ACTION ITEM
Could you write the entries out again, exactly as they appear?

════════════════════

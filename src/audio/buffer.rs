//! In-memory frame buffer for one recording take.
//!
//! Chunks are appended in capture order while a recording is open and become
//! read-only once it is finished. Misuse (appending outside a recording,
//! resetting or snapshotting during one) is a programming error and panics.

use std::time::Duration;

use super::format::SessionConfig;

/// Append-only list of fixed-size raw audio chunks.
#[derive(Debug)]
pub struct CaptureBuffer {
    config: SessionConfig,
    chunks: Vec<Vec<u8>>,
    recording: bool,
}

impl CaptureBuffer {
    /// Create an empty buffer for the given session configuration.
    pub fn new(config: SessionConfig) -> Self {
        Self {
            config,
            chunks: Vec::new(),
            recording: false,
        }
    }

    /// Configuration the current take was (or will be) recorded with.
    pub fn config(&self) -> SessionConfig {
        self.config
    }

    /// Discard all frames. Must not be called while recording.
    pub fn reset(&mut self) {
        assert!(!self.recording, "capture buffer reset while recording");
        self.chunks.clear();
    }

    /// Discard all frames and switch to a new configuration for the next take.
    pub fn reset_with(&mut self, config: SessionConfig) {
        self.reset();
        self.config = config;
    }

    /// Open the recording window; appends are accepted until [`finish`](Self::finish).
    pub fn begin(&mut self) {
        assert!(!self.recording, "capture buffer already recording");
        self.recording = true;
    }

    /// Close the recording window and freeze the contents.
    pub fn finish(&mut self) {
        self.recording = false;
    }

    /// Append one chunk. The chunk must be exactly one chunk long.
    pub fn append(&mut self, chunk: Vec<u8>) {
        assert!(self.recording, "capture buffer append outside a recording");
        assert_eq!(chunk.len(), self.config.chunk_bytes(), "chunk length must equal the configured chunk size");
        self.chunks.push(chunk);
    }

    /// All chunks concatenated in insertion order. Must not be called while recording.
    pub fn snapshot(&self) -> Vec<u8> {
        assert!(!self.recording, "capture buffer snapshot while recording");
        self.chunks.concat()
    }

    pub fn chunk_count(&self) -> usize {
        self.chunks.len()
    }

    pub fn len_bytes(&self) -> usize {
        self.chunks.len() * self.config.chunk_bytes()
    }

    /// Audio duration held in the buffer.
    pub fn duration(&self) -> Duration {
        self.config.duration_of(self.len_bytes())
    }
}

#[cfg(test)]
mod tests {
    use super::*;

    fn chunk(config: &SessionConfig, fill: u8) -> Vec<u8> {
        vec![fill; config.chunk_bytes()]
    }

    #[test]
    fn test_snapshot_preserves_append_order() {
        let config = SessionConfig::new(16000);
        let mut buffer = CaptureBuffer::new(config);
        buffer.begin();
        for fill in 0..5u8 {
            buffer.append(chunk(&config, fill));
        }
        buffer.finish();

        let data = buffer.snapshot();
        assert_eq!(data.len(), 5 * config.chunk_bytes());
        for (i, part) in data.chunks(config.chunk_bytes()).enumerate() {
            assert!(part.iter().all(|&b| b == i as u8));
        }
        assert_eq!(buffer.chunk_count(), 5);
        assert_eq!(buffer.len_bytes(), data.len());
    }

    #[test]
    fn test_reset_then_snapshot_is_empty() {
        let config = SessionConfig::new(8000);
        let mut buffer = CaptureBuffer::new(config);
        buffer.begin();
        buffer.append(chunk(&config, 7));
        buffer.finish();

        buffer.reset();
        assert_eq!(buffer.chunk_count(), 0);
        assert!(buffer.snapshot().is_empty());
        assert_eq!(buffer.duration(), Duration::ZERO);
    }

    #[test]
    fn test_reset_with_switches_config() {
        let mut buffer = CaptureBuffer::new(SessionConfig::new(8000));
        buffer.reset_with(SessionConfig::new(44100));
        assert_eq!(buffer.config().sample_rate, 44100);
    }

    #[test]
    fn test_duration_tracks_chunks() {
        let config = SessionConfig::new(8000);
        let mut buffer = CaptureBuffer::new(config);
        buffer.begin();
        for _ in 0..3 {
            buffer.append(chunk(&config, 0));
        }
        buffer.finish();
        assert_eq!(buffer.duration(), Duration::from_millis(384));
    }

    #[test]
    #[should_panic(expected = "append outside a recording")]
    fn test_append_when_not_recording_panics() {
        let config = SessionConfig::new(8000);
        let mut buffer = CaptureBuffer::new(config);
        buffer.append(chunk(&config, 0));
    }

    #[test]
    #[should_panic(expected = "reset while recording")]
    fn test_reset_while_recording_panics() {
        let mut buffer = CaptureBuffer::new(SessionConfig::new(8000));
        buffer.begin();
        buffer.reset();
    }

    #[test]
    #[should_panic(expected = "snapshot while recording")]
    fn test_snapshot_while_recording_panics() {
        let mut buffer = CaptureBuffer::new(SessionConfig::new(8000));
        buffer.begin();
        let _ = buffer.snapshot();
    }

    #[test]
    #[should_panic(expected = "chunk length")]
    fn test_short_chunk_panics() {
        let mut buffer = CaptureBuffer::new(SessionConfig::new(8000));
        buffer.begin();
        buffer.append(vec![0; 10]);
    }
}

════════════════════

RESPONSE TO THIS EXERCISE
filename src/audio/buffer.rs
//! In-memory frame buffer for one recording take.
//!
//! Chunks are appended in capture order while a recording is open and become
//! read-only once it is finished. Misuse (appending outside a recording,
//! resetting or snapshotting during one) is a programming error and panics.

use std::time::Duration;

use super::format::SessionConfig;

/// Append-only list of fixed-size raw audio chunks.
#[derive(Debug)]
pub struct CaptureBuffer {
    config: SessionConfig,
    chunks: Vec<Vec<u8>>,
    recording: bool,
}

impl CaptureBuffer {
    /// Create an empty buffer for the given session configuration.
    pub fn new(config: SessionConfig) -> Self {
        Self {
            config,
            chunks: Vec::new(),
            recording: false,
        }
    }

    /// Configuration the current take was (or will be) recorded with.
    pub fn config(&self) -> SessionConfig {
        self.config
    }

    /// Discard all frames. Must not be called while recording.
    pub fn reset(&mut self) {
        assert!(!self.recording, "capture buffer reset while recording");
        self.chunks.clear();
    }

    /// Discard all frames and switch to a new configuration for the next take.
    pub fn reset_with(&mut self, config: SessionConfig) {
        self.reset();
        self.config = config;
    }

    /// Open the recording window; appends are accepted until [`finish`](Self::finish).
    pub fn begin(&mut self) {
        assert!(!self.recording, "capture buffer already recording");
        self.recording = true;
    }

    /// Close the recording window and freeze the contents.
    pub fn finish(&mut self) {
        self.recording = false;
    }

    /// Append one chunk. The chunk must be exactly one chunk long.
    pub fn append(&mut self, chunk: Vec<u8>) {
        assert!(self.recording, "capture buffer append outside a recording");
        assert_eq!(chunk.len(), self.config.chunk_bytes(), "chunk length must equal the configured chunk size");
        self.chunks.push(chunk);
    }

    /// All chunks concatenated in insertion order. Must not be called while recording.
    pub fn snapshot(&self) -> Vec<u8> {
        assert!(!self.recording, "capture buffer snapshot while recording");
        self.chunks.concat()
    }

    pub fn chunk_count(&self) -> usize {
        self.chunks.len()
    }

    pub fn len_bytes(&self) -> usize {
        self.chunks.len() * self.config.chunk_bytes()
    }

    /// Audio duration held in the buffer.
    pub fn duration(&self) -> Duration {
        self.config.duration_of(self.len_bytes())
    }
}

#[cfg(test)]
mod tests {
    use super::*;

    fn chunk(config: &SessionConfig, fill: u8) -> Vec<u8> {
        vec![fill; config.chunk_bytes()]
    }

    #[test]
    fn test_snapshot_preserves_append_order() {
        let config = SessionConfig::new(16000);
        let mut buffer = CaptureBuffer::new(config);
        buffer.begin();
        for fill in 0..5u8 {
            buffer.append(chunk(&config, fill));
        }
        buffer.finish();

        let data = buffer.snapshot();
        assert_eq!(data.len(), 5 * config.chunk_bytes());
        for (i, part) in data.chunks(config.chunk_bytes()).enumerate() {
            assert!(part.iter().all(|&b| b == i as u8));
        }
        assert_eq!(buffer.chunk_count(), 5);
        assert_eq!(buffer.len_bytes(), data.len());
    }

    #[test]
    fn test_reset_then_snapshot_is_empty() {
        let config = SessionConfig::new(8000);
        let mut buffer = CaptureBuffer::new(config);
        buffer.begin();
        buffer.append(chunk(&config, 7));
        buffer.finish();

        buffer.reset();
        assert_eq!(buffer.chunk_count(), 0);
        assert!(buffer.snapshot().is_empty());
        assert_eq!(buffer.duration(), Duration::ZERO);
    }

    #[test]
    fn test_reset_with_switches_config() {
        let mut buffer = CaptureBuffer::new(SessionConfig::new(8000));
        buffer.reset_with(SessionConfig::new(44100));
        assert_eq!(buffer.config().sample_rate, 44100);
    }

    #[test]
    fn test_duration_tracks_chunks() {
        let config = SessionConfig::new(8000);
        let mut buffer = CaptureBuffer::new(config);
        buffer.begin();
        for _ in 0..3 {
            buffer.append(chunk(&config, 0));
        }
        buffer.finish();
        assert_eq!(buffer.duration(), Duration::from_millis(384));
    }

    #[test]
    #[should_panic(expected = "append outside a recording")]
    fn test_append_when_not_recording_panics() {
        let config = SessionConfig::new(8000);
        let mut buffer = CaptureBuffer::new(config);
        buffer.append(chunk(&config, 0));
    }

    #[test]
    #[should_panic(expected = "reset while recording")]
    fn test_reset_while_recording_panics() {
        let mut buffer = CaptureBuffer::new(SessionConfig::new(8000));
        buffer.begin();
        buffer.reset();
    }

    #[test]
    #[should_panic(expected = "snapshot while recording")]
    fn test_snapshot_while_recording_panics() {
        let mut buffer = CaptureBuffer::new(SessionConfig::new(8000));
        buffer.begin();
        let _ = buffer.snapshot();
    }

    #[test]
    #[should_panic(expected = "chunk length")]
    fn test_short_chunk_panics() {
        let mut buffer = CaptureBuffer::new(SessionConfig::new(8000));
        buffer.begin();
        buffer.append(vec![0; 10]);
    }
}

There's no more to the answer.